Pajak, zakat, dan wakaf memiliki tujuan mulia untuk kemaslahatan bersama, namun berbeda dalam hal landasan hukum, sifat kewajiban, dan penerima manfaatnya.

Pajak merupakan salah satu sumber pembiayaan negara yang digunakan untuk kepentingan semua rakyat tanpa membedakan agama. Sedangkan zakat adalah kewajiban ibadah bagi setiap muslim yang mampu, dan salah satu dari 5 rukun Islam, untuk membantu sesama, khususnya golongan yang berhak menurut syariat Islam. Adapun wakaf adalah amal jariyah yang bersifat sukarela dan berkelanjutan, biasanya dalam bentuk fasilitas ibadah, pendidikan, atau kegiatan sosial.

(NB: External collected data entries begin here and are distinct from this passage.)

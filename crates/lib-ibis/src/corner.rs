//! Corner resolution: flatten a parameter tree into concrete values.

use crate::error::CornerResolutionError;
use lib_types::ami::{Corner, ParamKind, Parameter, ParameterTree, Section};
use lib_types::resolved::{ParamPath, ResolvedParameters};
use std::collections::BTreeMap;

/// Resolve every `In`/`InOut` leaf of `tree` at `corner`.
///
/// Keys are paths below the section groups, which are not part of what a
/// model sees. A `Corner` leaf whose selected slot is `NA` fails the whole
/// resolution unless the leaf is optional, in which case it is left out.
/// `Out` and `Info` leaves are never included. Two leaves that flatten to
/// the same key are rejected rather than letting one shadow the other.
///
/// The result depends only on `(tree, corner)`.
pub fn resolve(
    tree: &ParameterTree,
    corner: Corner,
) -> Result<ResolvedParameters, CornerResolutionError> {
    let mut out = ResolvedParameters::new(tree.name.clone());
    // Resolved key -> full path of the leaf that produced it.
    let mut origins = BTreeMap::new();
    for param in &tree.params {
        match Section::from_name(&param.name).filter(|_| param.is_group()) {
            Some(section) => {
                let error_prefix = section.label().to_string();
                for child in param.children() {
                    visit(
                        child,
                        &ParamPath::new(Vec::new()),
                        &error_prefix,
                        corner,
                        &mut out,
                        &mut origins,
                    )?;
                }
            }
            None => visit(
                param,
                &ParamPath::new(Vec::new()),
                "",
                corner,
                &mut out,
                &mut origins,
            )?,
        }
    }
    tracing::debug!(model = %tree.name, %corner, count = out.len(), "Resolved parameters");
    Ok(out)
}

/// Resolve at all three corners.
pub fn resolve_all(
    tree: &ParameterTree,
) -> [(Corner, Result<ResolvedParameters, CornerResolutionError>); 3] {
    Corner::ALL.map(|c| (c, resolve(tree, c)))
}

fn visit(
    param: &Parameter,
    prefix: &ParamPath,
    error_prefix: &str,
    corner: Corner,
    out: &mut ResolvedParameters,
    origins: &mut BTreeMap<ParamPath, String>,
) -> Result<(), CornerResolutionError> {
    let path = prefix.child(&param.name);
    if let ParamKind::Group(children) = &param.kind {
        for child in children {
            visit(child, &path, error_prefix, corner, out, origins)?;
        }
        return Ok(());
    }

    if !param.usage().is_some_and(|u| u.is_input()) {
        return Ok(());
    }

    let full_path = |path: &ParamPath| {
        if error_prefix.is_empty() {
            path.to_string()
        } else {
            format!("{error_prefix}.{path}")
        }
    };

    match param.value_at(corner) {
        Some(value) => {
            if let Some(first) = origins.get(&path) {
                return Err(CornerResolutionError::DuplicateKey {
                    key: path.to_string(),
                    first: first.clone(),
                    path: full_path(&path),
                });
            }
            origins.insert(path.clone(), full_path(&path));
            out.insert(path, value.clone());
        }
        None if param.optional => {
            tracing::trace!(%path, %corner, "Optional parameter has no value at corner");
        }
        None => {
            return Err(CornerResolutionError::Unavailable {
                path: full_path(&path),
                corner,
            });
        }
    }
    Ok(())
}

Ketiganya memiliki peran penting dalam menciptakan keadilan sosial dan kesejahteraan. Pajak menjadi sumber pembiayaan negara, zakat membantu distribusi kekayaan kepada yang membutuhkan, dan wakaf menyediakan manfaat jangka panjang yang berkelanjutan (jariyah). Perintah berzakat terdapat dalam Al-Qur’an dan hadits, serta merupakan salah satu dari 5 rukun Islam.

Firman Allah SWT:

خُذْ مِنْ اَمْوَالِهِمْ صَدَقَةً تُطَهِّرُهُمْ وَتُزَكِّيْهِمْ بِهَا وَصَلِّ عَلَيْهِمْۗ اِنَّ صَلٰوتَكَ سَكَنٌ لَّهُمْۗ وَاللّٰهُ سَمِيْعٌ عَلِيْمٌ

“Wahai Muhammad, pungutlah zakat dari sebagian harta orang-orang mukmin, agar dengan zakat itu engkau dapat membersihkan harta mereka dan menyucikan jiwa mereka. Wahai Muhammad, doakanlah mereka. Doamu menjadikan hati kaum mukmin tenang. Allah Maha Mendengar lagi Maha Mengetahui perbuatan kalian.” (QS At-Taubah [9]: 103)

Kisah Imam Nawawi Menolak Pajak

Imam Nawawi, seorang ulama besar, menolak permintaan penguasa untuk memungut pajak tambahan demi membiayai peperangan. Beliau menolak dengan alasan bahwa kas negara belum kosong, aset pribadi penguasa dan pejabat belum dimanfaatkan, dan belanja negara belum dihemat dari pos-pos yang tidak mendesak.

Suatu masa, terjadi kemarau panjang di negeri Syam. Tanah pertanian mengering, ternak-ternak banyak yang mati, rakyat hidup dalam kemiskinan. Dalam kondisi serba sulit itu, tersiar kabar bahwa pasukan Mongol dan Tartar yang terkenal kejam dan memusuhi Islam akan datang menyerang. Rakyat khawatir mereka akan menghancurkan negeri Syam.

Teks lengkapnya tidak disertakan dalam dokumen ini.